Tomorrow we will elect a new President.  Finally, we can go back to ads that contain cars whipping around corners, a football player trying to sell us jeans, and double cheeseburgers for a dollar. If you cannot tell, I am tired of the attack ads, but who isn’t?

As followers of Christ, what should our response be in the midst of all this belittling, backbiting, and yelling?  Clearly we have convictions.  We have things that we are unwilling to compromise.  These convictions may cause us to identify with one candidate over another or one party over another.  Convictions are necessary, but is it necessary that our convictions be expressed in a disrespectful and contemptuous manner?

Over the last few months, it has been easy to grow disillusioned.  Many of us refuse to log onto Facebook or Twitter the night of a debate or the morning after, because we know it is going to be unbearable. We are already dreading logging on the night of the election. It is clear that something is wrong.

The most convicting words for me during this election season have come from John Wesley’s journal. On October 6, 1774, he said, “I met those of our society who had votes in the ensuing election, and advised them, 1. To vote, without fee or reward, for the person they judged most worthy: 2. To speak no evil of the person they voted against: And, 3. To take care their spirits were not sharpened against those that voted on the other side.”

Imagine for a moment how different this election might look if we modeled the words of Wesley.  Unfortunately, there has been a lot of evil spoken about both candidates, and there have been many friendships severed because of sharpened spirits.  These words are so applicable for us today. It is as if Wesley wrote them during this election.

Let us not forget that as Christians we are called to look like Christ.  Not just in the voting booth, but in the process leading up to the voting booth, and in the process following our vote.

So where does this disrespectful speech come from?

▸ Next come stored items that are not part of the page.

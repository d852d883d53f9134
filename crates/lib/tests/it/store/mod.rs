//! Store integration tests
//!
//! This module tests record merging, persistence through containers and the
//! main and shared store specializations.

mod legacy;
mod shared_store;
//! Content keys and AES-256-GCM sealing.
//!
//! Every call to [`seal`] draws a fresh random 96-bit nonce, so sealing the
//! same plaintext twice yields different ciphertexts. [`open`] authenticates
//! before returning anything and reports every failure as
//! [`CryptoError::DecryptionFailed`].

use std::fmt;

use aes_gcm::{
    Aes256Gcm, KeyInit, Nonce,
    aead::{Aead, AeadCore, OsRng, Payload},
};
use rand::RngCore;
use serde::{Deserialize, Serialize};
use zeroize::{Zeroize, ZeroizeOnDrop, Zeroizing};

use super::errors::CryptoError;
use crate::Result;

/// Symmetric key length for AES-256 (32 bytes)
pub const KEY_LENGTH: usize = 32;

/// Nonce length for AES-GCM (12 bytes standard)
pub const NONCE_LENGTH: usize = 12;

/// The symmetric key that directly encrypts a store payload.
///
/// Zeroized on drop. `Debug` never prints key bytes.
#[derive(Clone, Zeroize, ZeroizeOnDrop)]
pub struct ContentKey([u8; KEY_LENGTH]);

impl ContentKey {
    /// Generate a fresh random content key.
    pub fn generate() -> Self {
        let mut bytes = [0u8; KEY_LENGTH];
        rand::rngs::OsRng.fill_bytes(&mut bytes);
        Self(bytes)
    }

    /// Build a key from raw bytes.
    pub fn from_bytes(bytes: [u8; KEY_LENGTH]) -> Self {
        Self(bytes)
    }

    /// Build a key from a byte slice, rejecting wrong lengths.
    pub fn try_from_slice(bytes: &[u8]) -> Result<Self> {
        let array: [u8; KEY_LENGTH] =
            bytes
                .try_into()
                .map_err(|_| CryptoError::InvalidKeyFormat {
                    reason: format!("expected {KEY_LENGTH} key bytes, got {}", bytes.len()),
                })?;
        Ok(Self(array))
    }

    /// Raw key bytes.
    pub fn as_bytes(&self) -> &[u8; KEY_LENGTH] {
        &self.0
    }

    fn cipher(&self) -> Result<Aes256Gcm> {
        Aes256Gcm::new_from_slice(&self.0).map_err(|e| {
            CryptoError::EncryptionFailed {
                reason: format!("Failed to create cipher: {e}"),
            }
            .into()
        })
    }
}

impl PartialEq for ContentKey {
    fn eq(&self, other: &Self) -> bool {
        self.0
            .iter()
            .zip(other.0.iter())
            .fold(0u8, |acc, (a, b)| acc | (a ^ b))
            == 0
    }
}

impl Eq for ContentKey {}

impl fmt::Debug for ContentKey {
    fn fmt(&self, f: &mut fmt::Formatter<'_>) -> fmt::Result {
        f.write_str("ContentKey(<redacted>)")
    }
}

/// An authenticated ciphertext together with the nonce it was sealed under.
#[derive(Clone, Debug, Serialize, Deserialize, PartialEq, Eq)]
pub struct Sealed {
    /// 12-byte AES-GCM nonce, unique per encryption.
    #[serde(with = "crate::encoding::base64")]
    pub nonce: Vec<u8>,
    /// Ciphertext with the 16-byte authentication tag appended.
    #[serde(with = "crate::encoding::base64")]
    pub ciphertext: Vec<u8>,
}

/// Encrypt `plaintext` under `key` with a fresh random nonce.
pub fn seal(key: &ContentKey, plaintext: &[u8]) -> Result<Sealed> {
    seal_with_aad(key, plaintext, &[])
}

/// Encrypt `plaintext`, authenticating `aad` alongside it.
///
/// The same `aad` must be passed to [`open_with_aad`].
pub fn seal_with_aad(key: &ContentKey, plaintext: &[u8], aad: &[u8]) -> Result<Sealed> {
    let cipher = key.cipher()?;
    let nonce = Aes256Gcm::generate_nonce(&mut OsRng);
    let ciphertext = cipher
        .encrypt(
            &nonce,
            Payload {
                msg: plaintext,
                aad,
            },
        )
        .map_err(|e| CryptoError::EncryptionFailed {
            reason: format!("Encryption failed: {e}"),
        })?;

    Ok(Sealed {
        nonce: nonce.to_vec(),
        ciphertext,
    })
}

/// Authenticate and decrypt `sealed` under `key`.
pub fn open(key: &ContentKey, sealed: &Sealed) -> Result<Zeroizing<Vec<u8>>> {
    open_with_aad(key, sealed, &[])
}

/// Authenticate `sealed` together with `aad` and decrypt it.
pub fn open_with_aad(key: &ContentKey, sealed: &Sealed, aad: &[u8]) -> Result<Zeroizing<Vec<u8>>> {
    if sealed.nonce.len() != NONCE_LENGTH {
        return Err(CryptoError::DecryptionFailed.into());
    }

    let cipher = key.cipher()?;
    let nonce = Nonce::from_slice(&sealed.nonce);
    cipher
        .decrypt(
            nonce,
            Payload {
                msg: sealed.ciphertext.as_slice(),
                aad,
            },
        )
        .map(Zeroizing::new)
        .map_err(|_| CryptoError::DecryptionFailed.into())
}
//! Error types for cryptographic and envelope operations.

use thiserror::Error;

/// Structured error types for the crypto module.
///
/// `DecryptionFailed` deliberately carries no detail: a wrong password, a
/// wrong key pair, a tampered tag and a truncated ciphertext all look the same
/// to the caller.
#[non_exhaustive]
#[derive(Debug, Error)]
pub enum CryptoError {
    /// Authenticated decryption or key unwrapping failed
    #[error("Decryption failed")]
    DecryptionFailed,

    /// The identity holds no wrapped key entry in this container
    #[error("No wrapped key found for identity: {identity}")]
    KeyNotFound { identity: String },

    /// Key material is required but not available
    #[error("Container is not unlocked: {operation} requires key material")]
    NotUnlocked { operation: String },

    /// The envelope names a scheme this implementation does not know
    #[error("Unsupported encryption scheme: {scheme}")]
    UnsupportedScheme { scheme: String },

    /// The operation or envelope belongs to a different scheme
    #[error("Scheme mismatch: expected {expected}, found {actual}")]
    SchemeMismatch { expected: String, actual: String },

    /// Encryption failed
    #[error("Encryption failed: {reason}")]
    EncryptionFailed { reason: String },

    /// Password key derivation failed
    #[error("Key derivation failed: {reason}")]
    KeyDerivationFailed { reason: String },

    /// A key could not be parsed
    #[error("Invalid key format: {reason}")]
    InvalidKeyFormat { reason: String },

    /// The envelope is structurally malformed
    #[error("Invalid envelope: {reason}")]
    InvalidEnvelope { reason: String },
}

impl CryptoError {
    /// Check if this error is an authenticated decryption failure.
    pub fn is_decryption_failed(&self) -> bool {
        matches!(self, CryptoError::DecryptionFailed)
    }

    /// Check if this error indicates a missing wrapped key.
    pub fn is_key_not_found(&self) -> bool {
        matches!(self, CryptoError::KeyNotFound { .. })
    }

    /// Check if this error indicates missing key material.
    pub fn is_not_unlocked(&self) -> bool {
        matches!(self, CryptoError::NotUnlocked { .. })
    }

    /// Check if this error indicates an unknown envelope scheme.
    pub fn is_unsupported_scheme(&self) -> bool {
        matches!(self, CryptoError::UnsupportedScheme { .. })
    }

    /// Check if this error is caused by malformed input rather than key material.
    pub fn is_format_error(&self) -> bool {
        matches!(
            self,
            CryptoError::InvalidKeyFormat { .. }
                | CryptoError::InvalidEnvelope { .. }
                | CryptoError::SchemeMismatch { .. }
        )
    }

    pub(crate) fn not_unlocked(operation: impl Into<String>) -> Self {
        CryptoError::NotUnlocked {
            operation: operation.into(),
        }
    }
}

impl From<CryptoError> for crate::Error {
    fn from(err: CryptoError) -> Self {
        crate::Error::Crypto(err)
    }
}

Jesus answered this question in the gospel of Luke when he said, “For out of the overflow of his heart his mouth speaks.”  This is not a matter of politics, convictions, or whatever else we would like to use to excuse our rhetoric; it is clearly a matter of the heart.  It is interesting that Jesus linked our tongue and the words that flow from it, to our hearts.  James describes the tongue in this way, “a world of evil among the parts of the body.”

The words we use over the next few days and beyond in relation to politics, do not simply convey our political opinion, they carry much more weight.  Our comments communicate the very core of who we are.  Hopefully, none of us want to convey, that at our core, we are bitter, angry, sarcastic, and sharp.  We should be striving to report a different message; one of love, forgiveness, compassion, and freedom.

Maybe, we all need to start evaluating the words that come out of our mouths more than the words that come out of a particular candidate’s mouth.  This election season will come and go, but each of us has a legacy we are leaving.  Don’t allow this season or any other to weave hostility into your story.